- [Requirement] How many of the lines below contain the word "under"? Only the number is wanted.

(Records for the task begins)

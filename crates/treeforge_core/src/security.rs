//! Create-rights gate consumed by the creation core.
//!
//! ACL evaluation itself lives outside this crate; the core only asks a
//! yes/no question before mutating the tree.

use crate::model::context::ActingIdentity;
use crate::model::item::{ContentItem, ItemId};
use std::collections::HashSet;

/// Boolean capability check for item creation.
pub trait AccessPolicy {
    /// Returns whether `identity` may create children under `parent`.
    fn can_create(&self, parent: &ContentItem, identity: &ActingIdentity) -> bool;
}

/// Grants create rights everywhere.
#[derive(Debug, Clone, Copy, Default)]
pub struct AllowAll;

impl AccessPolicy for AllowAll {
    fn can_create(&self, _parent: &ContentItem, _identity: &ActingIdentity) -> bool {
        true
    }
}

/// Denies create rights under listed parents for non-administrators.
#[derive(Debug, Clone, Default)]
pub struct ReadOnlyParents {
    parents: HashSet<ItemId>,
}

impl ReadOnlyParents {
    pub fn new(parents: impl IntoIterator<Item = ItemId>) -> Self {
        Self {
            parents: parents.into_iter().collect(),
        }
    }
}

impl AccessPolicy for ReadOnlyParents {
    fn can_create(&self, parent: &ContentItem, identity: &ActingIdentity) -> bool {
        identity.is_administrator || !self.parents.contains(&parent.id)
    }
}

(Records for the task ends)

- [Reply] 2